Here we are, at the final post of this blog. I remember how young I was four months ago, and now I'm looking at two more credits for the year. How time flies. But do not dismay, for I have quite the post for you today. For my final project, I chose to create an original composition using all the skills I've acquired over this course. However, the idea actually predates this project. When I exposed Deep Purple for blatantly plagiarizing Carlos Lyra, I became interested in copyright—not just concerning things that sounded similar, but things that sounded exactly the same. This brings us to the discussion in copyright about AI voice replication. I'm referring to the kind of replication you'd find on a Taylor Swift cover of Frank Sinatra's "My Way"—a song she has never sung, but a video that exists nonetheless. A phenomenon made possible by AI voice training.
I began looking into the legality of works using AI voices like this, and the problems I found largely extend to the greater AI sphere as well. The primary issues are that the material used to train the AI comes from other people's copyrighted works, and that since the AI voices are created by a third party, the actual voice owner doesn't give consent to have their voice replicated, nor are they compensated for it. While it is not expressly illegal to publish works using AI voices, it is not exactly legal either, existing in a sort of legal gray area that I'd think is best avoided, especially when there are much more ethical alternatives.

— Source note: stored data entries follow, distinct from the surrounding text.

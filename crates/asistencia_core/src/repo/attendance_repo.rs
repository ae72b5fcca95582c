//! Attendance repository contracts and SQLite implementation.
//!
//! # Responsibility
//! - Read month windows and all-time statuses for one subject.
//! - Upsert/delete single-day records keyed by `(subject_id, date)`.
//!
//! # Invariants
//! - Upsert never creates a second row for the same `(subject_id, date)`.
//! - A record keeps the `user_id` it was created with; only the subject owner
//!   can write it.
//! - Deleting an unmarked day is a no-op, not an error.
//! - Range reads are inclusive on both ends and ordered by date.

use super::{ensure_schema_ready, ensure_subject_owned, parse_date_column, RepoError, RepoResult};
use crate::model::attendance::{AttendanceRecord, AttendanceStatus, DayMark};
use crate::model::date::format_date;
use crate::model::subject::SubjectId;
use crate::model::user::UserId;
use chrono::NaiveDate;
use rusqlite::{params, Connection, Row};

/// Repository interface for attendance records.
///
/// Every method fails with `NotFound { entity: "subject" }` when the subject
/// does not belong to the given owner.
pub trait AttendanceRepository {
    /// Lists marks for `subject_id` with `start <= date <= end`.
    fn list_range(
        &self,
        owner: UserId,
        subject_id: SubjectId,
        start: NaiveDate,
        end: NaiveDate,
    ) -> RepoResult<Vec<DayMark>>;
    /// Lists every stored status for `subject_id`.
    fn list_statuses(
        &self,
        owner: UserId,
        subject_id: SubjectId,
    ) -> RepoResult<Vec<AttendanceStatus>>;
    /// Inserts or replaces the record for `(record.subject_id, record.date)`.
    /// `record.user_id` must own the subject.
    fn upsert_record(&self, record: &AttendanceRecord) -> RepoResult<()>;
    /// Removes the record for `(subject_id, date)` if present.
    fn delete_record(
        &self,
        owner: UserId,
        subject_id: SubjectId,
        date: NaiveDate,
    ) -> RepoResult<()>;
}

impl<T: AttendanceRepository + ?Sized> AttendanceRepository for &T {
    fn list_range(
        &self,
        owner: UserId,
        subject_id: SubjectId,
        start: NaiveDate,
        end: NaiveDate,
    ) -> RepoResult<Vec<DayMark>> {
        (**self).list_range(owner, subject_id, start, end)
    }

    fn list_statuses(
        &self,
        owner: UserId,
        subject_id: SubjectId,
    ) -> RepoResult<Vec<AttendanceStatus>> {
        (**self).list_statuses(owner, subject_id)
    }

    fn upsert_record(&self, record: &AttendanceRecord) -> RepoResult<()> {
        (**self).upsert_record(record)
    }

    fn delete_record(
        &self,
        owner: UserId,
        subject_id: SubjectId,
        date: NaiveDate,
    ) -> RepoResult<()> {
        (**self).delete_record(owner, subject_id, date)
    }
}

/// SQLite-backed attendance repository.
pub struct SqliteAttendanceRepository<'conn> {
    conn: &'conn Connection,
}

impl<'conn> SqliteAttendanceRepository<'conn> {
    /// Constructs a repository from a migrated/ready connection.
    pub fn try_new(conn: &'conn Connection) -> RepoResult<Self> {
        ensure_schema_ready(conn)?;
        Ok(Self { conn })
    }
}

impl AttendanceRepository for SqliteAttendanceRepository<'_> {
    fn list_range(
        &self,
        owner: UserId,
        subject_id: SubjectId,
        start: NaiveDate,
        end: NaiveDate,
    ) -> RepoResult<Vec<DayMark>> {
        ensure_subject_owned(self.conn, owner, subject_id)?;

        let mut stmt = self.conn.prepare(
            "SELECT date, status
             FROM attendance_records
             WHERE subject_id = ?1
               AND date >= ?2
               AND date <= ?3
             ORDER BY date ASC;",
        )?;

        let mut rows = stmt.query(params![
            subject_id.to_string(),
            format_date(start),
            format_date(end),
        ])?;
        let mut marks = Vec::new();
        while let Some(row) = rows.next()? {
            marks.push(parse_mark_row(row)?);
        }

        Ok(marks)
    }

    fn list_statuses(
        &self,
        owner: UserId,
        subject_id: SubjectId,
    ) -> RepoResult<Vec<AttendanceStatus>> {
        ensure_subject_owned(self.conn, owner, subject_id)?;

        let mut stmt = self
            .conn
            .prepare("SELECT status FROM attendance_records WHERE subject_id = ?1;")?;

        let mut rows = stmt.query([subject_id.to_string()])?;
        let mut statuses = Vec::new();
        while let Some(row) = rows.next()? {
            let value: String = row.get("status")?;
            statuses.push(parse_status(&value)?);
        }

        Ok(statuses)
    }

    fn upsert_record(&self, record: &AttendanceRecord) -> RepoResult<()> {
        ensure_subject_owned(self.conn, record.user_id, record.subject_id)?;

        self.conn.execute(
            "INSERT INTO attendance_records (subject_id, user_id, date, status)
             VALUES (?1, ?2, ?3, ?4)
             ON CONFLICT(subject_id, date) DO UPDATE SET
                status = excluded.status,
                updated_at = (strftime('%s', 'now') * 1000);",
            params![
                record.subject_id.to_string(),
                record.user_id.to_string(),
                format_date(record.date),
                record.status.as_str(),
            ],
        )?;

        Ok(())
    }

    fn delete_record(
        &self,
        owner: UserId,
        subject_id: SubjectId,
        date: NaiveDate,
    ) -> RepoResult<()> {
        ensure_subject_owned(self.conn, owner, subject_id)?;

        self.conn.execute(
            "DELETE FROM attendance_records WHERE subject_id = ?1 AND date = ?2;",
            params![subject_id.to_string(), format_date(date)],
        )?;
        Ok(())
    }
}

fn parse_mark_row(row: &Row<'_>) -> RepoResult<DayMark> {
    let date_text: String = row.get("date")?;
    let status_text: String = row.get("status")?;
    Ok(DayMark {
        date: parse_date_column(&date_text, "attendance_records.date")?,
        status: parse_status(&status_text)?,
    })
}

fn parse_status(value: &str) -> RepoResult<AttendanceStatus> {
    AttendanceStatus::parse(value).ok_or_else(|| {
        RepoError::InvalidData(format!(
            "invalid status `{value}` in attendance_records.status"
        ))
    })
}
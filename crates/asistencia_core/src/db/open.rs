//! Connection bootstrap.
//!
//! Returned connections have `foreign_keys=ON` (subject deletes cascade), a
//! busy timeout, and every migration applied.

use super::migrations::apply_migrations;
use super::{DbError, DbResult};
use log::{error, info};
use rusqlite::Connection;
use std::path::Path;
use std::time::{Duration, Instant};

const BUSY_TIMEOUT: Duration = Duration::from_secs(5);

/// Opens (or creates) the database file at `path`, creating missing parent
/// directories.
pub fn open_db(path: impl AsRef<Path>) -> DbResult<Connection> {
    let path = path.as_ref();
    let started = Instant::now();
    let result = create_parent_dir(path)
        .and_then(|()| Connection::open(path).map_err(DbError::from))
        .and_then(prepare);
    log_outcome("file", started, result)
}

/// Opens a scratch database that lives as long as the connection.
pub fn open_db_in_memory() -> DbResult<Connection> {
    let started = Instant::now();
    let result = Connection::open_in_memory()
        .map_err(DbError::from)
        .and_then(prepare);
    log_outcome("memory", started, result)
}

fn create_parent_dir(path: &Path) -> DbResult<()> {
    match path.parent() {
        Some(parent) if !parent.as_os_str().is_empty() => Ok(std::fs::create_dir_all(parent)?),
        _ => Ok(()),
    }
}

fn prepare(mut conn: Connection) -> DbResult<Connection> {
    conn.pragma_update(None, "foreign_keys", true)?;
    conn.busy_timeout(BUSY_TIMEOUT)?;
    apply_migrations(&mut conn)?;
    Ok(conn)
}

fn log_outcome(
    mode: &str,
    started: Instant,
    result: DbResult<Connection>,
) -> DbResult<Connection> {
    let elapsed_ms = started.elapsed().as_millis();
    match &result {
        Ok(_) => info!("event=db_open module=db status=ok mode={mode} duration_ms={elapsed_ms}"),
        Err(err) => error!(
            "event=db_open module=db status=error mode={mode} duration_ms={elapsed_ms} error={err}"
        ),
    }
    result
}
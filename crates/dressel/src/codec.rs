use std::io::Cursor;

use image::{DynamicImage, ImageFormat};

use crate::fetch::FetchError;
use crate::resource::ResourcePath;

/// Decode a response body as an image. The format is sniffed from the bytes.
pub fn decode_image(path: &ResourcePath, body: &[u8]) -> Result<DynamicImage, FetchError> {
    image::load_from_memory(body).map_err(|e| FetchError::Decode {
        path: path.clone(),
        reason: e.to_string(),
    })
}

/// Decode a response body as UTF-8 text.
pub fn decode_text(path: &ResourcePath, body: Vec<u8>) -> Result<String, FetchError> {
    String::from_utf8(body).map_err(|e| FetchError::Decode {
        path: path.clone(),
        reason: format!("invalid UTF-8: {e}"),
    })
}

/// Encode an image as JPEG.
///
/// JPEG has no alpha channel and no 16-bit depth, so the image is flattened
/// to 8-bit RGB first.
pub fn encode_jpeg(image: &DynamicImage) -> Result<Vec<u8>, image::ImageError> {
    let rgb = DynamicImage::ImageRgb8(image.to_rgb8());
    let mut out = Cursor::new(Vec::new());
    rgb.write_to(&mut out, ImageFormat::Jpeg)?;
    Ok(out.into_inner())
}
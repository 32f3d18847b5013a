use std::path::{Path, PathBuf};

/// Errors that can occur while loading the bearer token.
#[derive(Debug, thiserror::Error)]
pub enum TokenError {
    #[error("could not determine the user config directory")]
    NoConfigDir,

    #[error("failed to read token file {}: {source}", .path.display())]
    Read {
        path: PathBuf,
        #[source]
        source: std::io::Error,
    },

    #[error("token file {} is empty", .path.display())]
    Empty { path: PathBuf },
}

/// Token file path: `dressel/earthdata.token` under the platform config
/// directory (`~/.config` on Linux, `~/Library/Application Support` on macOS).
pub fn default_token_path() -> Result<PathBuf, TokenError> {
    dirs::config_dir()
        .map(|d| d.join("dressel").join("earthdata.token"))
        .ok_or(TokenError::NoConfigDir)
}

/// Read the bearer token, trimming surrounding whitespace.
pub fn load_token(path: &Path) -> Result<String, TokenError> {
    let contents = std::fs::read_to_string(path).map_err(|source| TokenError::Read {
        path: path.to_path_buf(),
        source,
    })?;

    let token = contents.trim();
    if token.is_empty() {
        return Err(TokenError::Empty {
            path: path.to_path_buf(),
        });
    }

    Ok(token.to_owned())
}
use std::path::Path;

use anyhow::Result;
use dressel::{ContentKind, Mirror, MirrorReport};

use super::RunContext;

/// Mirror every suffix listed in `manifest`, decoded as `kind`.
pub async fn run(ctx: &RunContext, manifest: &Path, kind: ContentKind) -> Result<MirrorReport> {
    let entries = dressel::load_suffixes(manifest)?;

    let pb = ctx.progress_bar(entries.len() as u64);
    let report = Mirror::new(&ctx.client, &ctx.root)
        .skip_existing(ctx.skip_existing)
        .with_progress(pb.clone())
        .pull(&entries, kind)
        .await;
    pb.finish_and_clear();

    Ok(report?)
}
mod commands;
mod config;

use std::path::PathBuf;

use anyhow::Result;
use clap::{Parser, Subcommand, ValueEnum};
use dressel::ContentKind;
use tracing_subscriber::EnvFilter;

use crate::commands::{MirrorArgs, RunContext};

#[derive(Parser)]
#[command(name = "dressel")]
#[command(about = "Mirror Earthdata archive resources into a local dataset directory")]
struct Cli {
    /// Log verbosity when RUST_LOG is not set
    #[arg(long, value_enum, default_value_t = LogLevel::Info, global = true)]
    log_level: LogLevel,

    /// Disable the progress bar
    #[arg(long, global = true)]
    no_progress_bar: bool,

    #[command(subcommand)]
    command: Option<Command>,
}

#[derive(Subcommand)]
enum Command {
    /// Fetch every suffix listed in a manifest (the default command)
    Pull {
        /// Manifest file, one path suffix per line
        #[arg(long, default_value = "extensions.txt")]
        manifest: PathBuf,
        /// How to decode and store each resource (raw, image, text)
        #[arg(long, default_value = "raw")]
        kind: ContentKind,
        #[command(flatten)]
        mirror: MirrorArgs,
    },
    /// Fetch image/annotation pairs from two positionally matched manifests
    PullPairs {
        /// Manifest of image suffixes
        #[arg(long)]
        images: PathBuf,
        /// Manifest of annotation suffixes
        #[arg(long)]
        annotations: PathBuf,
        #[command(flatten)]
        mirror: MirrorArgs,
    },
}

#[derive(Debug, Clone, Copy, ValueEnum)]
enum LogLevel {
    Debug,
    Info,
    Warn,
    Error,
}

impl LogLevel {
    fn as_filter(self) -> &'static str {
        match self {
            Self::Debug => "debug",
            Self::Info => "info",
            Self::Warn => "warn",
            Self::Error => "error",
        }
    }
}

fn init_logging(level: LogLevel) {
    tracing_subscriber::fmt()
        .with_env_filter(
            EnvFilter::try_from_default_env().unwrap_or_else(|_| EnvFilter::new(level.as_filter())),
        )
        .with_writer(std::io::stderr)
        .init();
}

#[tokio::main]
async fn main() -> Result<()> {
    let cli = Cli::parse();
    init_logging(cli.log_level);

    let app_config = config::load_config();

    let command = cli.command.unwrap_or_else(|| Command::Pull {
        manifest: PathBuf::from("extensions.txt"),
        kind: ContentKind::Raw,
        mirror: MirrorArgs::default(),
    });

    let report = match command {
        Command::Pull {
            manifest,
            kind,
            mirror,
        } => {
            let ctx = RunContext::resolve(&app_config, &mirror, cli.no_progress_bar)?;
            commands::pull::run(&ctx, &manifest, kind).await?
        }
        Command::PullPairs {
            images,
            annotations,
            mirror,
        } => {
            let ctx = RunContext::resolve(&app_config, &mirror, cli.no_progress_bar)?;
            commands::pairs::run(&ctx, &images, &annotations).await?
        }
    };

    commands::print_report(&report);
    Ok(())
}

Vocal synthesis is nothing new. In fact, it's been around for about as long as computers have, even with those made for the express purpose of singing. One of the most notable modern synthetic voice programs is YAMAHA's 2004 software, Vocaloid, which I’ve briefly discussed on this blog before. It uses the standard piano roll layout familiar to producers, so it's easy to navigate. You can program in the notes and then type in each word or syllable (depending on the language) for the desired note. This is accomplished by pulling from an extensive library of pre-recorded sounds. For reference, in Japanese, there are 100 distinct syllables that form words. Each syllable must be recorded once for every note and octave within the voicebank’s intended range. It’s a lot. But as a result, it creates a very convincing string of words and sentences, each of which can be further enhanced by editing other aspects of the voice, such as vibrato.
To get to the point, the reason why programs like Vocaloid are created ethically as opposed to AI voices is that they are made in collaboration with the voice provider. Any recording is done specifically for the Vocaloid software, and the provider licenses the recordings to YAMAHA. Whenever a voicebank is purchased, both YAMAHA and the voice provider take a cut from that sale. As a result, people who purchase the software also gain full authorization to use the program for anything, including commercial purposes, without having to split royalties with the creators.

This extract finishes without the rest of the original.